Hydrofluorosilicic acid is dribbled into your drinking water supply without first testing its contents. This is standard practice. Only after it is added, is the drinking water then tested for specific maximum allowable contaminants as the last step before you receive this water. There is no requirement to test how much arsenic, lead, and mercury were just added, only that the amounts in your water remain at or below prescribed standards. So, ‘topping up’ with water contaminants is taking place. No testing is done for the radioactive material. No testing is done for silicofluoride either, based upon the assumption that all the silicofluoride completely separates out into fluoride ions and silica; the premise for continuing the use of a cheap toxic silicofluoride instead of more expensive but much less toxic calcium fluoride.
Then we serve it all up to our family and ourselves. However, the hydrofluorosilicic acid reaction in the water is also known to leach more lead from lead pipes, lead-based solders, and lead-based brass fittings; still found in our water distribution systems today. Silicofluoride is also known to help facilitate lead uptake into our bodies.
Those with tiny body mass, small liver, small kidneys, and a developing brain are affected the most by silicofluoride, fluoride ion, lead, arsenic, mercury and radioactive material.
Dr. J. William Hirzy (2000) Senior Chemist at the U.S. EPA Headquarters states:
“If this stuff (hydrofluorosilicic acid) gets out into the air, it’s a pollutant; if it gets into the river, it’s a pollutant; if it gets into the lake, it’s a pollutant; but if it goes right straight into your drinking water system, it’s not a pollutant. That’s amazing.”
Rebecca Hanmer (1983) Deputy Assistant Administrator For Water U.S. EPA states:
“In regard to the use of fluosilicic acid as a source of fluoride for fluoridation, this agency regards such use as an ideal environmental solution to a long-standing problem. By recovering by-product fluosilicic acid from fertilizer manufacturing, water and air pollution are minimized.”
The Canadian Environmental Protection Act classifies hydrofluorosilicic acid as “persistent,” “bio-accumulative” and “toxic.”
Environment Canada classifies hydrofluorosilicic acid as a “hazardous substance.”
Transport Canada classifies hydrofluorosilicic acid as a “dangerous good.”
US Environmental Protection Agency classifies hydrofluorosilicic acid as “class one hazardous waste”.
Since hydrofluorosilicic acid’s inorganic silicofluoride, lead, arsenic, mercury and radionuclides do pose a threat when diluted in the environment, how do they not pose a threat when diluted in our drinking water?

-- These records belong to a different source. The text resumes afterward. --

//! Binary entrypoint for the browser-hosted `site` application.

#[cfg(all(target_arch = "wasm32", feature = "csr"))]
fn main() {
    site::mount();
}

#[cfg(not(target_arch = "wasm32"))]
fn main() {
    eprintln!(
        "This binary is intended for the browser/WASM workflow. Build `site_app` for wasm32 with the `csr` feature and serve the generated bundle."
    );
}
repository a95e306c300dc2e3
//! Typed host-domain contracts used across the desktop runtime and browser adapters.
//!
//! This crate is the API-first boundary for platform services. It exposes the external-URL and
//! fullscreen service traits plus the host bundle injected into the runtime, while concrete
//! browser adapters live in `platform_host_web`.

#![warn(missing_docs, rustdoc::broken_intra_doc_links)]

pub mod external_url;
pub mod fullscreen;
pub mod host;

pub use external_url::{
    ExternalUrlFuture, ExternalUrlService, NoopExternalUrlService, RecordingExternalUrlService,
};
pub use fullscreen::{
    FullscreenChangeHandler, FullscreenFuture, FullscreenService, MemoryFullscreenService,
    NoopFullscreenService,
};
pub use host::{CapabilityStatus, HostCapabilities, HostServices, HostStrategy};
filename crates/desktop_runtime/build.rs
use std::collections::BTreeSet;
use std::fs;
use std::path::PathBuf;

use serde::{Deserialize, Serialize};

const WINDOW_KINDS: [&str; 3] = ["browser", "terminal", "resume"];

#[derive(Debug, Clone, Serialize, Deserialize)]
struct WindowEntry {
    kind: String,
    title: String,
    x: i32,
    y: i32,
    width: i32,
    height: i32,
    z_index: u32,
    min_width: i32,
    min_height: i32,
}

#[derive(Debug, Clone, Serialize, Deserialize)]
struct ShortcutEntry {
    label: String,
    icon: String,
    #[serde(default, skip_serializing_if = "Option::is_none")]
    window: Option<String>,
    #[serde(default, skip_serializing_if = "Option::is_none")]
    url: Option<String>,
}

#[derive(Debug, Clone, Serialize, Deserialize)]
struct WindowCatalog {
    schema_version: u32,
    mobile_breakpoint: i32,
    z_counter_start: u32,
    resume_document_path: String,
    browser_location: String,
    windows: Vec<WindowEntry>,
    #[serde(default)]
    shortcuts: Vec<ShortcutEntry>,
}

fn validate(path: &std::path::Path, catalog: &WindowCatalog) {
    if catalog.schema_version != 1 {
        panic!(
            "window catalog schema mismatch in {}: expected 1 found {}",
            path.display(),
            catalog.schema_version
        );
    }

    let mut seen = BTreeSet::new();
    for window in &catalog.windows {
        if !WINDOW_KINDS.contains(&window.kind.as_str()) {
            panic!("unknown window kind `{}` in {}", window.kind, path.display());
        }
        if !seen.insert(window.kind.clone()) {
            panic!("duplicate window kind `{}` in {}", window.kind, path.display());
        }
        if window.width < window.min_width || window.height < window.min_height {
            panic!(
                "default size of `{}` is below its minimum size in {}",
                window.kind,
                path.display()
            );
        }
        if window.z_index > catalog.z_counter_start {
            panic!(
                "initial z-index of `{}` exceeds z_counter_start in {}",
                window.kind,
                path.display()
            );
        }
    }
    for kind in WINDOW_KINDS {
        if !seen.contains(kind) {
            panic!("missing window kind `{kind}` in {}", path.display());
        }
    }

    for shortcut in &catalog.shortcuts {
        match (&shortcut.window, &shortcut.url) {
            (Some(kind), None) if WINDOW_KINDS.contains(&kind.as_str()) => {}
            (None, Some(_)) => {}
            _ => panic!(
                "shortcut `{}` must name exactly one known window or url in {}",
                shortcut.label,
                path.display()
            ),
        }
    }
}

fn main() {
    let crate_root = PathBuf::from(std::env::var("CARGO_MANIFEST_DIR").expect("manifest dir"));
    let path = crate_root.join("windows.toml");
    println!("cargo:rerun-if-changed={}", path.display());

    let raw = fs::read_to_string(&path)
        .unwrap_or_else(|err| panic!("failed to read {}: {err}", path.display()));
    let catalog: WindowCatalog = toml::from_str(&raw)
        .unwrap_or_else(|err| panic!("failed to parse {}: {err}", path.display()));
    validate(&path, &catalog);

    let json = serde_json::to_string_pretty(&catalog).expect("serialize window catalog");
    let generated = format!(
        "/// Build-time generated window catalog JSON.\n\
pub const WINDOW_CATALOG_JSON: &str = r##\"{}\"##;\n",
        json
    );

    let out_dir = PathBuf::from(std::env::var("OUT_DIR").expect("OUT_DIR"));
    let out_file = out_dir.join("window_catalog_generated.rs");
    fs::write(&out_file, generated)
        .unwrap_or_else(|err| panic!("failed to write {}: {err}", out_file.display()));
}
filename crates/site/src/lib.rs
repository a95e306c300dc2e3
mod web_app;

pub use web_app::{DesktopEntry, SiteApp};

#[cfg(all(feature = "csr", target_arch = "wasm32"))]
pub fn mount() {
    console_error_panic_hook::set_once();
    leptos::mount_to_body(|| leptos::view! { <SiteApp /> })
}
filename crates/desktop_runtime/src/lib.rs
//! Simulated desktop runtime: window catalog, window manager, drag/resize interaction, reducer,
//! and the Leptos components that render the desktop.

pub mod catalog;
pub mod components;
mod effect_executor;
pub mod host;
pub mod icons;
pub mod interaction;
pub mod model;
pub mod reducer;
mod runtime_context;
pub mod viewport;
pub mod window_manager;

pub use catalog::{CatalogError, DesktopCatalog, DesktopShortcut, ShortcutTarget, WindowDefaults};
pub use components::{use_desktop_runtime, DesktopProvider, DesktopRuntimeContext, DesktopShell};
pub use interaction::{GesturePhase, GestureRejection, InteractionController, InteractionState};
pub use model::*;
pub use reducer::{reduce_desktop, DesktopAction, DesktopState, ReducerError, RuntimeEffect};
pub use viewport::{Viewport, ViewportClass, ViewportClassifier};
pub use window_manager::{WindowManager, WindowState};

Next time someone tries to tell you hydrofluorosilicic acid simply disappears when added to drinking water, ask them why the U.S. Environmental Protection Agency believes hydrofluorosilicic acid’s inorganic silicofluoride, lead, arsenic, mercury and radionuclides pose environmental harm to living things when diluted into the atmosphere and into natural waterways.
Is this really the best we can do for our children?